┌─ Available data

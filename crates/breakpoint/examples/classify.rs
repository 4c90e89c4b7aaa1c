//! Example: classify a MIC against a rule table file.
//!
//! Usage:
//!   cargo run --example classify -- <rules.json> <organism> <antibiotic> <mic>
//!
//! Example:
//!   cargo run --example classify -- data/sample_rules.json "Escherichia coli" Ampicillin 12

use std::env;

use breakpoint::{RuleTable, explain, lint};

fn main() -> breakpoint::Result<()> {
    let args: Vec<String> = env::args().collect();

    if args.len() < 5 {
        eprintln!("Usage: cargo run --example classify -- <rules.json> <organism> <antibiotic> <mic>");
        eprintln!("\nExample:");
        eprintln!(
            "  cargo run --example classify -- data/sample_rules.json \"Escherichia coli\" Ampicillin 12"
        );
        std::process::exit(1);
    }

    let table = RuleTable::load(&args[1])?;
    let (organism, antibiotic, mic) = (&args[2], &args[3], &args[4]);

    let separator = "=".repeat(60);
    println!("{}", separator);
    println!("{} / {} / MIC {}", organism, antibiotic, mic);
    println!("{}", separator);
    println!();

    println!("## Table");
    println!("  Organisms: {}", table.organism_count());
    println!("  Pairs: {}", table.pair_count());
    println!("  Rules: {}", table.rule_count());
    println!();

    println!("## Ranges");
    let rules = table.rules_for(organism, antibiotic);
    if rules.is_empty() {
        println!("  (none defined)");
    }
    for (i, rule) in rules.iter().enumerate() {
        println!("  {}. [{}, {}] -> {}", i, rule.min, rule.max, rule.category);
    }
    println!();

    let explanation = explain(&table, organism, antibiotic, mic);
    println!("## Result");
    println!("  {}", explanation.classification);
    if let Some(index) = explanation.matched_index {
        println!("  Matched rule {}", index);
    }
    println!();

    let issues = lint(&table);
    if !issues.is_empty() {
        println!("## Lint ({} findings)", issues.len());
        for issue in &issues {
            println!("  {}", issue);
        }
        println!();
    }

    println!("{}", separator);

    Ok(())
}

└─

Exercise objective:
Write down how many lines above contain the string "cargo", and nothing besides.

Solved exercise:
4